Aunque el volumen no presenta capítulos firmados por distintos autores, se apoya en una amplia tradición historiográfica y jurídica. Entre las referencias más relevantes se encuentra Eugenio Petit Muñoz, citado especialmente en los apartados dedicados al pensamiento artiguista, la esclavitud, la libertad civil y la situación jurídica de la población afrodescendiente. En este último tema aparece junto con Edmundo Narancio y José María Traibel, autores de La condición jurídica, social y económica de los negros durante el coloniaje en la Banda Oriental. También ocupa un lugar destacado Héctor Miranda, particularmente por sus estudios sobre las Instrucciones del Año XIII.
Entre los principales autores citados figuran, además, Aníbal Luis Barbagelata, Alberto Demicheli, Carlos Zubillaga Barrera, Felipe Ferreiro, Fructuoso Pittaluga, Mateo Magariños de Mello, Manuel Adolfo Vieira, Antonio Truyol, Ildefonso Pereda Valdez, Alfredo R. Castellanos, Enrique Armand Ugón, Julio C. Cerdeiras Alonso, Luis Arcos Ferrand y César Goldaracena. A estas fuentes doctrinarias e historiográficas se suman documentos artiguistas, textos constitucionales, leyes nacionales y declaraciones internacionales sobre derechos humanos.
Desde el prólogo se enuncia con claridad la finalidad política de la obra. Allí se afirma que los derechos humanos "han sido, son y serán respetados" en Uruguay y se califican las denuncias sobre su vulneración como acusaciones falsas promovidas por algunos exiliados y actores extranjeros. La represión estatal es reinterpretada como una legítima defensa de la nación frente a la "subversión"», mientras las personas perseguidas aparecen caracterizadas como responsables de haber quebrantado previamente los derechos que ahora invocaban.

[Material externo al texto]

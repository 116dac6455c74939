use std::env;

#[derive(Debug, Clone, Copy, PartialEq, Eq)]
pub enum TelemetryProtocol {
    Grpc,
    HttpProtobuf,
}

impl TelemetryProtocol {
    fn parse(value: &str) -> Self {
        match value.to_lowercase().as_str() {
            "http" | "http/protobuf" => Self::HttpProtobuf,
            _ => Self::Grpc,
        }
    }
}

#[derive(Debug, Clone)]
pub struct TelemetryConfig {
    pub endpoint: String,
    pub protocol: TelemetryProtocol,
    pub service_name: String,
    pub service_version: String,
    pub environment: String,
    /// Filter used when `RUST_LOG` is not set.
    pub default_filter: String,
    pub json_logs: bool,
    pub enabled: bool,
}

impl TelemetryConfig {
    pub fn new(service_name: &str, service_version: &str) -> Self {
        Self {
            endpoint: String::new(),
            protocol: TelemetryProtocol::Grpc,
            service_name: service_name.to_string(),
            service_version: service_version.to_string(),
            environment: "dev".into(),
            default_filter: "info".into(),
            json_logs: true,
            enabled: false,
        }
    }

    pub fn from_env(default_service_name: &str, default_service_version: &str) -> Self {
        let mut cfg = Self::new(default_service_name, default_service_version);
        cfg.endpoint = env::var("OTEL_EXPORTER_OTLP_ENDPOINT").unwrap_or_default();
        if let Ok(protocol) = env::var("OTEL_EXPORTER_OTLP_PROTOCOL") {
            cfg.protocol = TelemetryProtocol::parse(&protocol);
        }
        if let Ok(name) = env::var("OTEL_SERVICE_NAME") {
            cfg.service_name = name;
        }
        if let Ok(version) = env::var("OTEL_SERVICE_VERSION") {
            cfg.service_version = version;
        }
        cfg.environment = env::var("OTEL_RESOURCE_ATTRIBUTES")
            .ok()
            .and_then(|attrs| parse_environment_from_resource(&attrs))
            .or_else(|| env::var("DEPLOYMENT_ENV").ok())
            .unwrap_or(cfg.environment);
        if let Ok(format) = env::var("LOG_FORMAT") {
            cfg.json_logs = !matches!(format.to_lowercase().as_str(), "text" | "pretty" | "plain");
        }
        cfg.enabled = env::var("ENABLE_OTEL")
            .map(|v| matches!(v.to_lowercase().as_str(), "1" | "true" | "yes" | "on"))
            .unwrap_or(false);
        cfg
    }

    pub fn exporter_enabled(&self) -> bool {
        self.enabled && !self.endpoint.trim().is_empty()
    }
}

fn parse_environment_from_resource(value: &str) -> Option<String> {
    value.split(',').find_map(|kv| {
        let (key, val) = kv.split_once('=')?;
        (key.trim() == "deployment.environment").then(|| val.trim().to_string())
    })
}
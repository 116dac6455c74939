//! Durable local fallback for writes that cannot reach the store.
//!
//! Each spooled write is a single JSON file under `<root>/<kind>/`. Files are
//! written to a hidden temporary name, synced and renamed into place, so a
//! crash never leaves a half-written entry visible to the flusher. The
//! [`Flusher`] replays entries oldest-first through a [`SpoolHandler`] and
//! deletes them only after a confirmed replay.

mod entry;
mod flusher;
mod spool;

pub use entry::{SPOOL_VERSION, SpoolEntry, SpoolKind};
pub use flusher::{FlushReport, Flusher, ReplayError, SharedSpoolHandler, SpoolHandler};
pub use spool::{DEAD_SUFFIX, ERROR_SUFFIX, Spool, SpoolError};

Mientras el libro exalta la libertad, la seguridad individual, la independencia judicial y el debido proceso, el país se encontraba sin Parlamento electo, con partidos y sindicatos intervenidos, censura, justicia militar aplicada a civiles y miles de personas detenidas, torturadas, exiliadas, destituidas o desaparecidas.
Un capítulo de este libro se titula "33 preguntas al lector", entre ellas se listan las siguientes:
"Los que asesinan a integrantes de las Fuerzas Armadas ¿respetan el derecho a la vida?", "Las organizaciones gremiales subversivas, al impedir la libre concurrencia de los trabajadores a sus empleos ¿respetan el derecho al trabajo ?", "La deformación de la conciencia del educando ¿es un derecho humano ?", "La prensa financiada por la subversión que injuria a las personas ¿respeta el derecho a la honra?".
El principal valor documental del volumen, motivo por el cual se agrega en esta colección, reside en permitir analizar los mecanismos de negación, encubrimiento, propaganda y legitimación empleados por la dictadura. La apropiación del lenguaje jurídico y de la tradición artiguista procuraba dotar de continuidad histórica y apariencia legal a un régimen que, en los hechos, vulneraba sistemáticamente los principios que decía defender.